Montgomery v. Chicago, Great Western Railway Co.

109 Mo. App. 88 | Mo. Ct. App. | 1904

BROADDUS, J.

Plaintiff sued for damages which he claims he sustained as the result of an injury caused by the negligence of defendant. The evidence disclosed that he was a switchman in defendant’s employ at the time of the injury which occurred in its switch yards at St. Joseph, Missouri.

On July 21, 1900, at about ten o’clock at night an engine to which was attached several freight cars stood on defendant’s main track headed north ready to be switched south and onto a side track. Plaintiff was stationed at the south end of the train to which was attached a box car. His duty was to throw the switch so as to enable the train to pass from the main to the side track and to give the engineer in charge of the *91engine the signal when the switch was open. He threw the switch, gave the signal and stepped on the brake beam and grasped the handhold on the south end of the rear car. After the train had moved backwards some several car lengths a sudden jar caused plaintiff’s foot to slip from the beam to the rail of the track where it was caught and crushed by the wheels of the ear. Amputation became necessary as a result of the injury.

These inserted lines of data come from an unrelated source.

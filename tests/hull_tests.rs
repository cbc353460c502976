use proptest::prelude::*;

use whammo::{Hull, Point, Polygon, ShapeError, Shape, hull, point2};

#[test]
fn square_with_clutter() {
    let points = [
        point2(0.0, 0.0),
        point2(1.0, 1.0),
        point2(2.0, 2.0),
        point2(1.0, 0.0),
        point2(2.0, 0.0),
        point2(0.0, 2.0),
        point2(2.0, 2.0),
        point2(0.5, 1.5),
    ];
    let poly = hull(&points).unwrap().polygon().unwrap();
    assert_eq!(poly.verts(), &[point2(2.0, 0.0), point2(2.0, 2.0), point2(0.0, 2.0), point2(0.0, 0.0)]);
}

#[test]
fn nearly_coincident_points_merge() {
    let points = [
        point2(0.0, 0.0),
        point2(3.0, 0.0),
        point2(3.0, 0.000_001),
        point2(0.0, 3.0),
    ];
    let poly = hull(&points).unwrap().polygon().unwrap();
    assert_eq!(poly.len(), 3);
}

#[test]
fn degenerate_inputs() {
    assert_eq!(hull(&[]), Err(ShapeError::Empty));
    assert_eq!(hull(&[point2(f32::NAN, 0.0)]), Err(ShapeError::NonFinite));

    let same = [point2(1.0, 2.0); 5];
    assert_eq!(hull(&same), Ok(Hull::Point(point2(1.0, 2.0))));

    let line = [point2(0.0, 0.0), point2(1.0, 1.0), point2(3.0, 3.0), point2(2.0, 2.0)];
    assert_eq!(hull(&line), Ok(Hull::Segment(point2(3.0, 3.0), point2(0.0, 0.0))));
}

#[test]
fn degenerate_hulls_become_round_shapes() {
    match hull(&[point2(1.0, 2.0)]).unwrap().into_shape() {
        Shape::Circle(circle) => {
            assert_eq!(circle.p, point2(1.0, 2.0));
            assert_eq!(circle.r, 0.0);
        }
        other => panic!("expected a circle, got {:?}", other),
    }

    match hull(&[point2(0.0, 0.0), point2(4.0, 0.0)]).unwrap().into_shape() {
        Shape::Capsule(capsule) => assert_eq!(capsule.r, 0.0),
        other => panic!("expected a capsule, got {:?}", other),
    }
}

#[test]
fn too_many_hull_vertices() {
    let points: Vec<Point> = (0..12)
        .map(|i| {
            let angle = i as f32 * std::f32::consts::TAU / 12.0;
            point2(10.0 * angle.cos(), 10.0 * angle.sin())
        })
        .collect();
    assert_eq!(hull(&points), Err(ShapeError::TooManyVertices{ count: 12, max: whammo::MAX_POLYGON_VERTS }));

    // Lots of input points is fine, as long as the hull is small
    let mut crowded = points.iter().map(|p| point2(p.x * 0.5, p.y * 0.5)).collect::<Vec<_>>();
    crowded.extend([point2(-20.0, -20.0), point2(20.0, -20.0), point2(20.0, 20.0), point2(-20.0, 20.0)]);
    assert_eq!(Polygon::hull(&crowded).unwrap().polygon().unwrap().len(), 4);
}

fn arb_points() -> impl Strategy<Value = Vec<Point>> {
    // Integer coordinates keep the orientation tests exact
    prop::collection::vec((-10i32..10, -10i32..10), 3..=8)
        .prop_map(|pts| pts.into_iter().map(|(x, y)| point2(x as f32, y as f32)).collect())
}

proptest! {
    #[test]
    fn hull_is_a_fixed_point(points in arb_points()) {
        if let Hull::Polygon(poly) = hull(&points).unwrap() {
            let again = hull(poly.verts()).unwrap();
            prop_assert_eq!(again, Hull::Polygon(poly));
        }
    }

    #[test]
    fn hull_is_convex_and_contains_its_input(points in arb_points()) {
        if let Hull::Polygon(poly) = hull(&points).unwrap() {
            let verts = poly.verts();
            let n = verts.len();
            for i in 0..n {
                let e1 = verts[(i + 1) % n] - verts[i];
                let e2 = verts[(i + 2) % n] - verts[(i + 1) % n];
                // Strictly left turns: counter-clockwise, no collinear vertices
                prop_assert!(e1.x * e2.y - e1.y * e2.x > 0.0);
            }
            for &p in &points {
                for (&v, &normal) in verts.iter().zip(poly.norms()) {
                    prop_assert!(normal.dot(p - v) <= 1e-3, "{:?} outside {:?}", p, verts);
                }
            }
        }
    }
}
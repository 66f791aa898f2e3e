// UI layer: prompts for credentials with `dialoguer`, shows a spinner
// while pages are fetched and prints what happened. All decisions about
// pagination live in `pages`; this module only drives and reports.

use crate::api::{ApiClient, Credentials};
use crate::config::Config;
use crate::error::FetchError;
use crate::pages::{aggregate, Aggregation, Completion, PageRequest, PageResponse, PageSource};
use crate::writer::{save_products, SaveOutcome};
use anyhow::{Context, Result};
use crossterm::style::Stylize;
use dialoguer::{Input, Password};
use indicatif::{ProgressBar, ProgressStyle};
use std::time::Duration;
use tracing::{error, warn};

/// Ask for the API credentials. Username is echoed, password is hidden;
/// neither may be empty.
pub fn prompt_credentials() -> Result<Credentials> {
    println!("Please enter your TCO Certified API credentials:");
    let username: String = Input::new().with_prompt("Username").interact_text()?;
    // `Password` hides input in terminal for passwords.
    let password: String = Password::new().with_prompt("Password").interact()?;
    Ok(Credentials { username, password })
}

/// Authenticate, fetch the configured pages and write the result.
///
/// Only an authentication failure is returned as an error; fetch and write
/// problems are reported and end the run normally.
pub fn run(config: &Config, credentials: Credentials) -> Result<()> {
    let mut api = ApiClient::new(&config.base_url).context("Failed to build HTTP client")?;

    let login = new_spinner("Logging in...")?;
    let token = api.authenticate(&credentials);
    login.finish_and_clear();
    drop(credentials);
    match token {
        Ok(token) => {
            println!("Token received");
            api.set_token(token);
        }
        Err(e) => {
            println!("{}", "Exiting due to authentication failure.".red());
            return Err(e).context("authentication failed");
        }
    }

    if config.selection.is_open_ended() {
        println!("Fetching all available pages...");
    }
    let fetching = new_spinner("Fetching...")?;
    let result = aggregate(
        SpinnerSource {
            inner: &api,
            spinner: &fetching,
        },
        &config.query,
        config.selection,
        config.max_pages,
    );
    // Warnings are emitted only once the spinner no longer owns stderr.
    fetching.finish_and_clear();
    report_aggregation(&result);

    match save_products(&result.products, &config.output) {
        Ok(SaveOutcome::Saved(path)) => {
            println!("All product data saved to '{}'", path.display());
        }
        Ok(SaveOutcome::NothingToSave) => println!("No data to save."),
        Err(e) => {
            error!(error = %e, "saving products failed");
            println!("{}", format!("Failed to save JSON: {e}").red());
        }
    }
    Ok(())
}

fn report_aggregation(result: &Aggregation) {
    for page in &result.skipped_pages {
        println!("No products found on page {page}.");
    }
    match &result.completion {
        Completion::ListExhausted => {
            println!("Fetched {} page(s).", result.requested_pages.len());
        }
        Completion::LastPage { page, total } => {
            println!("Page {page} / {total} fetched");
            println!("{}", "All pages retrieved.".green());
        }
        Completion::EmptyPage { page } => {
            println!("No products found on page {page}, stopping.");
        }
        Completion::Failed { page, error } => {
            warn!(page, status = ?error.status(), %error, "page request failed");
            let msg = match error {
                FetchError::Status { status, body } => {
                    format!("Request failed on page {page}: {status}\n{body}")
                }
                other => format!("Request failed on page {page}: {other}"),
            };
            println!("{}", msg.red());
        }
        Completion::PageLimit { limit } => {
            warn!(limit, "open-ended sweep reached the page limit");
            println!("{}", format!("Stopped after {limit} pages (page limit reached).").yellow());
        }
    }
    println!("{} product(s) collected.", result.products.len());
}

fn new_spinner(msg: &'static str) -> Result<ProgressBar> {
    let spinner = ProgressBar::new_spinner();
    spinner.set_style(ProgressStyle::with_template("{spinner} {msg}")?);
    spinner.set_message(msg);
    spinner.enable_steady_tick(Duration::from_millis(100));
    Ok(spinner)
}

/// Shows the page being fetched on the spinner.
struct SpinnerSource<'a, S> {
    inner: S,
    spinner: &'a ProgressBar,
}

impl<S: PageSource> PageSource for SpinnerSource<'_, S> {
    fn fetch_page(&self, request: &PageRequest) -> Result<PageResponse, FetchError> {
        self.spinner.set_message(format!("Fetching page {}...", request.page));
        self.inner.fetch_page(request)
    }
}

Plaintiff was an experienced brakeman. He alone testified as to the facts of the case, stating that at the place where he fell the track had been loose and in bad condition for some time prior to the time in question; that in about eight days thereafter he went to the place where he had fallen and found that the point of the frog of the rail had broken off; that he had found this point in the dirt and sand, compared it with the end of the rail and that it fitted to it exactly. ' He further stated that the blunt point of the rail would jar a car when the wheels passed over it. It was also shown by plaintiff’s evidence and a photograph used at the trial that at the north end, but on the side of said car, there was also a handhold and a stirrup for the foot. In answer to a question asked him by defendant’s attorney as to why he did not cling to the car at the latter place he said that he did not have any business there, and that owing to a curve in the track the engineer could not have seen his signals from that point. He finally .admitted, however, that the engineer could have seen his signals just as well from one position as from the other. He stated, too, the positions were equally dangerous, but in the end admitted that had he been on the stirrup at the side at the north end he would not have been injured. And he assigned as an excuse for getting on the rear end of the car the darkness which would have prevented him from seeing cars on the track behind that he did not want the train to strike.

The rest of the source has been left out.